* [Description of the task] Once you have checked the records that follow, state how many of their lines hold "struct", giving the number only.

[Entries taken from a collection]
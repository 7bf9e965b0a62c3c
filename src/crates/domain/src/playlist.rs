use crate::value::{PlaylistId, SongId, UserId};
use async_trait::async_trait;
use chrono::{NaiveDateTime, Utc};
use std::{fmt, str::FromStr};
use thiserror::Error;

/// 播放列表领域错误
#[derive(Error, Debug)]
pub enum PlaylistError {
    #[error("Playlist not found: {0}")]
    NotFound(i64),
    #[error("Default playlist conflict for owner {owner_id}, kind {kind}")]
    DefaultConflict { owner_id: i64, kind: String },
    #[error("Unknown kind: {0}")]
    UnknownKind(String),
    #[error("Database error: {0}")]
    DbErr(String),
}

/// 播放列表类型
#[derive(Debug, PartialEq, Eq, Hash, Clone, Default)]
pub enum PlaylistKind {
    #[default]
    Custom,
    Liked,
    RecentlyPlayed,
    Favorites,
}

impl PlaylistKind {
    pub fn name(&self) -> &'static str {
        match self {
            PlaylistKind::Custom => "custom",
            PlaylistKind::Liked => "liked",
            PlaylistKind::RecentlyPlayed => "recently_played",
            PlaylistKind::Favorites => "favorites",
        }
    }

    /// 是否为注册时自动创建的默认类型
    pub fn is_default_kind(&self) -> bool {
        matches!(self, PlaylistKind::Liked | PlaylistKind::RecentlyPlayed)
    }
}

impl FromStr for PlaylistKind {
    type Err = PlaylistError;
    fn from_str(s: &str) -> Result<Self, Self::Err> {
        match s {
            "custom" => Ok(PlaylistKind::Custom),
            "liked" => Ok(PlaylistKind::Liked),
            "recently_played" => Ok(PlaylistKind::RecentlyPlayed),
            "favorites" => Ok(PlaylistKind::Favorites),
            _ => Err(PlaylistError::UnknownKind(s.to_string())),
        }
    }
}

impl fmt::Display for PlaylistKind {
    fn fmt(&self, f: &mut fmt::Formatter<'_>) -> fmt::Result {
        write!(f, "{}", self.name())
    }
}

/// 播放列表所有者值对象
#[derive(Debug, Clone, PartialEq)]
pub struct Owner {
    pub id: UserId,
    pub name: String,
}

impl Default for Owner {
    fn default() -> Self {
        Self {
            id: UserId::from(0),
            name: String::new(),
        }
    }
}

/// 播放列表条目实体
///
/// 条目保存加入时刻的歌曲时长快照，总时长重算只依赖保留下来的
/// 条目自身，不回查歌曲聚合。
#[derive(Debug, Clone, PartialEq)]
pub struct PlaylistEntry {
    pub song_id: SongId,
    pub duration_secs: i64,
    pub added_at: NaiveDateTime,
}

impl PlaylistEntry {
    fn new(song_id: SongId, duration_secs: i64) -> Self {
        Self {
            song_id,
            duration_secs,
            added_at: Utc::now().naive_utc(),
        }
    }
}

/// 播放列表聚合根
///
/// 独占拥有歌曲引用序列与冗余的总时长。
/// 不变式：total_duration == 当前条目时长之和，且不为负；
/// 默认列表的类型与 is_default 标志创建后不可变。
#[derive(Debug, Clone)]
pub struct Playlist {
    pub id: PlaylistId,
    pub name: String,
    pub owner: Owner,
    pub kind: PlaylistKind,
    pub is_default: bool,
    pub entries: Vec<PlaylistEntry>,
    pub total_duration: i64,
    pub created_at: NaiveDateTime,
    pub updated_at: NaiveDateTime,
    pub version: i64,
}

impl Playlist {
    /// 创建自定义播放列表
    pub fn new(id: PlaylistId, name: &str, owner: Owner) -> Self {
        Self::with_kind(id, name, owner, PlaylistKind::Custom, false)
    }

    /// 创建默认播放列表（liked / recently_played）
    pub fn new_default(id: PlaylistId, name: &str, owner: Owner, kind: PlaylistKind) -> Self {
        Self::with_kind(id, name, owner, kind, true)
    }

    fn with_kind(
        id: PlaylistId,
        name: &str,
        owner: Owner,
        kind: PlaylistKind,
        is_default: bool,
    ) -> Self {
        let now = Utc::now().naive_utc();
        Self {
            id,
            name: name.to_string(),
            owner,
            kind,
            is_default,
            entries: Vec::new(),
            total_duration: 0,
            created_at: now,
            updated_at: now,
            version: 0,
        }
    }

    /// 是否包含指定歌曲
    pub fn contains(&self, song_id: &SongId) -> bool {
        self.entries.iter().any(|e| &e.song_id == song_id)
    }

    /// 幂等加入歌曲，已存在则不做任何事
    ///
    /// 返回是否实际加入。
    pub fn add_song_idempotent(&mut self, song_id: SongId, duration_secs: i64) -> bool {
        if self.contains(&song_id) {
            return false;
        }
        self.entries.push(PlaylistEntry::new(song_id, duration_secs));
        self.total_duration += duration_secs;
        self.touch();
        true
    }

    /// 移除歌曲（若存在），总时长减去对应时长并以零为下界
    ///
    /// 返回是否实际移除。
    pub fn remove_song_if_present(&mut self, song_id: &SongId, duration_secs: i64) -> bool {
        let idx = match self.entries.iter().position(|e| &e.song_id == song_id) {
            Some(idx) => idx,
            None => return false,
        };
        self.entries.remove(idx);
        self.total_duration = (self.total_duration - duration_secs).max(0);
        self.touch();
        true
    }

    /// 移到队首并按上限截断
    ///
    /// 移除所有既有出现，再插入到队首，从队首保留 max_size 条；
    /// 总时长按保留条目重算，被截掉的条目直接丢弃其时长。
    pub fn move_to_front_bounded(&mut self, song_id: SongId, duration_secs: i64, max_size: usize) {
        self.entries.retain(|e| e.song_id != song_id);
        self.entries.insert(0, PlaylistEntry::new(song_id, duration_secs));
        self.entries.truncate(max_size);
        self.total_duration = self.entries.iter().map(|e| e.duration_secs).sum();
        self.touch();
    }

    /// 更新名称
    pub fn rename(&mut self, name: &str) {
        self.name = name.to_string();
        self.touch();
    }

    /// 当前歌曲 ID 序列
    pub fn song_ids(&self) -> Vec<SongId> {
        self.entries.iter().map(|e| e.song_id.clone()).collect()
    }

    /// 获取条目数量
    pub fn song_count(&self) -> usize {
        self.entries.len()
    }

    fn touch(&mut self) {
        self.updated_at = Utc::now().naive_utc();
        self.version += 1;
    }
}

/// 播放列表仓储接口
///
/// 条件/幂等变更以存储层一等操作提供，实现必须保证单键原子性，
/// 调用方不得以读-改-写自行拼装（那会重新引入本设计要关闭的竞态）。
#[async_trait]
pub trait PlaylistRepository: Send + Sync {
    /// 根据 ID 查找
    async fn find_by_id(&self, id: &PlaylistId) -> Result<Option<Playlist>, PlaylistError>;

    /// 根据所有者与类型查找（默认列表定位入口）
    async fn find_by_owner_and_kind(
        &self,
        owner_id: &UserId,
        kind: &PlaylistKind,
    ) -> Result<Option<Playlist>, PlaylistError>;

    /// 根据所有者 ID 查找
    async fn find_by_owner_id(&self, owner_id: &UserId) -> Result<Vec<Playlist>, PlaylistError>;

    /// 保存播放列表
    ///
    /// 默认类型受 (owner, kind) 唯一约束保护，冲突返回
    /// [`PlaylistError::DefaultConflict`]。
    async fn save(&self, playlist: &Playlist) -> Result<(), PlaylistError>;

    /// 删除播放列表
    async fn delete(&self, id: &PlaylistId) -> Result<(), PlaylistError>;

    /// 幂等加入歌曲
    async fn add_song_idempotent(
        &self,
        playlist_id: &PlaylistId,
        song_id: &SongId,
        duration_secs: i64,
    ) -> Result<(), PlaylistError>;

    /// 移除歌曲（若存在）
    async fn remove_song_if_present(
        &self,
        playlist_id: &PlaylistId,
        song_id: &SongId,
        duration_secs: i64,
    ) -> Result<(), PlaylistError>;

    /// 移到队首并按上限截断
    async fn move_to_front_bounded(
        &self,
        playlist_id: &PlaylistId,
        song_id: &SongId,
        duration_secs: i64,
        max_size: usize,
    ) -> Result<(), PlaylistError>;
}

#[cfg(test)]
mod tests {
    use super::*;

    fn owner() -> Owner {
        Owner {
            id: UserId::from(1),
            name: "alice".to_string(),
        }
    }

    #[test]
    fn add_song_is_idempotent() {
        let mut p = Playlist::new(PlaylistId::from(10), "mix", owner());
        assert!(p.add_song_idempotent(SongId::from(1), 100));
        assert!(!p.add_song_idempotent(SongId::from(1), 100));
        assert_eq!(p.song_count(), 1);
        assert_eq!(p.total_duration, 100);
    }

    #[test]
    fn remove_song_floors_duration_at_zero() {
        let mut p = Playlist::new(PlaylistId::from(10), "mix", owner());
        p.add_song_idempotent(SongId::from(1), 100);
        // 陈旧的时长值也不会把总时长减成负数
        assert!(p.remove_song_if_present(&SongId::from(1), 500));
        assert_eq!(p.total_duration, 0);
        assert!(!p.remove_song_if_present(&SongId::from(1), 100));
    }

    #[test]
    fn move_to_front_bounded_trims_and_recomputes() {
        let mut p = Playlist::new_default(
            PlaylistId::from(10),
            "Recently Played",
            owner(),
            PlaylistKind::RecentlyPlayed,
        );
        p.move_to_front_bounded(SongId::from(3), 30, 3); // [C]
        p.move_to_front_bounded(SongId::from(2), 20, 3); // [B,C]
        p.move_to_front_bounded(SongId::from(1), 10, 3); // [A,B,C]
        p.move_to_front_bounded(SongId::from(4), 40, 3); // [D,A,B]，C 被挤出

        assert_eq!(
            p.song_ids(),
            vec![SongId::from(4), SongId::from(1), SongId::from(2)]
        );
        assert_eq!(p.total_duration, 40 + 10 + 20);
    }

    #[test]
    fn move_to_front_relocates_existing_occurrence() {
        let mut p = Playlist::new_default(
            PlaylistId::from(10),
            "Recently Played",
            owner(),
            PlaylistKind::RecentlyPlayed,
        );
        p.move_to_front_bounded(SongId::from(1), 10, 3);
        p.move_to_front_bounded(SongId::from(2), 20, 3);
        p.move_to_front_bounded(SongId::from(1), 10, 3);

        assert_eq!(p.song_ids(), vec![SongId::from(1), SongId::from(2)]);
        assert_eq!(p.total_duration, 30);
    }

    #[test]
    fn kind_round_trips_through_str() {
        for kind in [
            PlaylistKind::Custom,
            PlaylistKind::Liked,
            PlaylistKind::RecentlyPlayed,
            PlaylistKind::Favorites,
        ] {
            assert_eq!(kind.name().parse::<PlaylistKind>().unwrap(), kind);
        }
        assert!("playlist".parse::<PlaylistKind>().is_err());
    }
}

* [Solution] 3